On Blogging in General

Blogging and me are long time friends, if such a concept makes any sense. The beginnings of my blogging actually originated in emails I would send to almost everyone I knew near the end of High School. For close to two years (if my memory on this is accurate, and I don’t care to find out), I sent ramblings and ideas ranging from “insightful” (High Schooler after all) to just plain rubbish, like writing one word.

I don’t know why so many people allowed me to do such things and not get annoyed, and I think only one person in the collection of letters I wrote told be to bugger off, if only he wasn’t the person I was trying to contact. Still, there were people who said they always looked forward to my insight, so I kept writing to the “audience” in the hopes they would find appreciative. I was looking for attention, and it was an outlet that was easy to work with, and could be seen by many people at once. And that’s blogging in a nutshell, isn’t it?

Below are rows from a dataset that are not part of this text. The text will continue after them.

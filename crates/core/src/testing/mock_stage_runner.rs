//! Mock stage runner for testing.

use async_trait::async_trait;
use std::collections::{HashMap, VecDeque};
use std::path::PathBuf;
use std::sync::atomic::{AtomicUsize, Ordering};
use std::sync::Arc;
use std::time::Duration;
use tokio::sync::RwLock;
use tokio_util::sync::CancellationToken;

use crate::stage::{StageOutcome, StageRequest, StageRunner};

/// Mock implementation of the StageRunner trait.
///
/// Provides controllable behavior for testing:
/// - Script outcomes per stage, consumed in order
/// - Record every request for assertions
/// - Simulate slow stages and observe peak concurrency
///
/// A stage with no scripted outcome left completes. A `Completed` outcome
/// with no artifacts writes `{work_dir}/{stage}.out` and reports that file,
/// so later stages can find it through `{artifact:STAGE}`.
///
/// # Example
///
/// ```rust,ignore
/// use modis_runner_core::testing::MockStageRunner;
///
/// let runner = MockStageRunner::new();
/// runner.script("decode", vec![StageOutcome::TimedOut]).await;
///
/// // First decode attempt times out, the second one completes.
/// let requests = runner.requests().await;
/// ```
#[derive(Debug, Default)]
pub struct MockStageRunner {
    scripts: Arc<RwLock<HashMap<String, VecDeque<StageOutcome>>>>,
    requests: Arc<RwLock<Vec<StageRequest>>>,
    delay: Arc<RwLock<Option<Duration>>>,
    current: Arc<AtomicUsize>,
    peak: Arc<AtomicUsize>,
}

impl MockStageRunner {
    pub fn new() -> Self {
        Self::default()
    }

    /// Queues outcomes for the next attempts of `stage`.
    pub async fn script(&self, stage: &str, outcomes: Vec<StageOutcome>) {
        self.scripts
            .write()
            .await
            .entry(stage.to_string())
            .or_default()
            .extend(outcomes);
    }

    /// Every attempt sleeps this long before returning (cancellable).
    pub async fn set_delay(&self, delay: Duration) {
        *self.delay.write().await = Some(delay);
    }

    pub async fn requests(&self) -> Vec<StageRequest> {
        self.requests.read().await.clone()
    }

    /// Attempts made for one stage, in order.
    pub async fn requests_for(&self, stage: &str) -> Vec<StageRequest> {
        self.requests
            .read()
            .await
            .iter()
            .filter(|r| r.stage == stage)
            .cloned()
            .collect()
    }

    pub async fn run_count(&self) -> usize {
        self.requests.read().await.len()
    }

    /// Highest number of attempts that were running at once.
    pub fn max_concurrent(&self) -> usize {
        self.peak.load(Ordering::SeqCst)
    }

    pub fn running(&self) -> usize {
        self.current.load(Ordering::SeqCst)
    }

    async fn next_outcome(&self, stage: &str) -> StageOutcome {
        self.scripts
            .write()
            .await
            .get_mut(stage)
            .and_then(VecDeque::pop_front)
            .unwrap_or_else(|| StageOutcome::completed(Vec::new()))
    }

    fn write_artifact(request: &StageRequest) -> StageOutcome {
        let path: PathBuf = request.work_dir.join(format!("{}.out", request.stage));
        let written = std::fs::create_dir_all(&request.work_dir)
            .and_then(|_| std::fs::write(&path, request.command.join(" ")));
        match written {
            Ok(()) => StageOutcome::completed(vec![path]),
            Err(_) => StageOutcome::ArtifactMissing,
        }
    }
}

struct RunningGuard(Arc<AtomicUsize>);

impl Drop for RunningGuard {
    fn drop(&mut self) {
        self.0.fetch_sub(1, Ordering::SeqCst);
    }
}

#[async_trait]
impl StageRunner for MockStageRunner {
    fn name(&self) -> &str {
        "mock"
    }

    async fn run(&self, request: StageRequest, cancel: CancellationToken) -> StageOutcome {
        let now_running = self.current.fetch_add(1, Ordering::SeqCst) + 1;
        self.peak.fetch_max(now_running, Ordering::SeqCst);
        let _guard = RunningGuard(Arc::clone(&self.current));

        self.requests.write().await.push(request.clone());
        let outcome = self.next_outcome(&request.stage).await;

        let delay = *self.delay.read().await;
        if let Some(delay) = delay {
            tokio::select! {
                _ = cancel.cancelled() => return StageOutcome::Cancelled,
                _ = tokio::time::sleep(delay) => {}
            }
        }
        if cancel.is_cancelled() {
            return StageOutcome::Cancelled;
        }

        match outcome {
            StageOutcome::Completed { artifacts } if artifacts.is_empty() => {
                Self::write_artifact(&request)
            }
            other => other,
        }
    }
}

Sometime later, I got to thinking I could reach a larger audience by having a website, and have people direct there should they be interested in what I have to say. Better to have loyal readers than annoy someone being polite. I figured out the HTML, started with one of those free sites. Then a friend offered a sub-domain of his website, where in I could do as I please. From there, “The Ranting Place” was strong for over three years (probably more, but my memory is sketchy, and again, don’t care enough to verify). Blogged throughout the whole time.

Then I moved to Milwaukee. Dropped my laptop. Was disconnected from constant Internet for the first time since 2002 (probably earlier, but whatever). And that’s really the reason I stopped blogging. Not because I grew out of it, but because I didn’t have the capability to continue as I would have. Looking back, I’m pretty sure I would have continued to blog if I hadn’t been stupid with my laptop, and really don’t know how to feel about that.

I mean, sure, it was its own experience, but now I really just don’t see the point. What I used it for in the past was just plain embarrassing, and I don’t see the point or need to try and make better on what I did, when I could just focus on other things. Sure, I did have that track of time (even without my own computer) which I blogged about my week for thirteen weeks. Ended at thirteen, because I realized I didn’t have the heart or saw a purpose in doing it anymore about eight or nine weeks in. Strange that the thirteenth week was also a whirlwind of emotion, but hey, however it goes. As noted, I saw no purpose in it all, and let it go.

Now, I’ve had a computer for over a year. I got my YouTube displaying content, began to make (minimal) music and place it on Newgrounds, even bothered with Twitter and it’s short message sharing, and even an account for myself at That Guy With The Glasses…for whatever reason (seriously, why aren’t you there right now?). My presence on the Internet is stronger than ever, but I loathe the idea of blogging, even though it’s one of the most treasured uses of the Net…well, with youngsters these days at least. I consider myself an old fogey now in Internet Years.

As a tool to keep people updated, to keep track of where you’re going, and basic news and idea sharing in general, I can see the merit. If I were someone important with genuine skill and a genuine audience, sure thing. But as a means to connect others together on a physical level, which is what really matters in the thick of it all? Not so much. Oh sure, you can meet amazing people, but that’s the point: that you meet them IRL.

You invest in so much sharing and communication with a light bulb that burns your eyes, while you don’t even know your neighbors thirty feet away. Granted, communicate with people who are too far to meet in realistic terms makes perfect for the Internet, but if you can talk to someone on Skype thirty minutes drive away, why are you in your room when you can learn what it means to be around another? Yeah, I know there are circumstances for everything, but I ask all the same.

And journalism in any degree is supposed to be a more private matter, or so I think. Why the heck does the world need to know what I’m up to these days, how I feel, and other circumstances that really only matter to those whom really effect me? Why I prefer the method of the Living Journal, in which I don’t use pen or paper. I simply use my friends and family to note the ideas and dates in my head, so that it doesn’t sit in a book to be discovered when I die. It sits in the hearts and minds of others who will grow from what I share with them. Sounds a hell of a lot better to me.

Okay, so pretty much all the ideas I’ve stated here aren’t practiced too well by me. But I can at least see what the issues are, and what I need to do in order to make things work and be better (a little bit). That’s the first step in all plans. And while I have this blog now, I don’t know if means I’m going to be using it or just let it sit like the website I had, which got wiped clean in a server move. Just another option I suppose, to be used for good or suck, depending on how I go about my life. Peace out.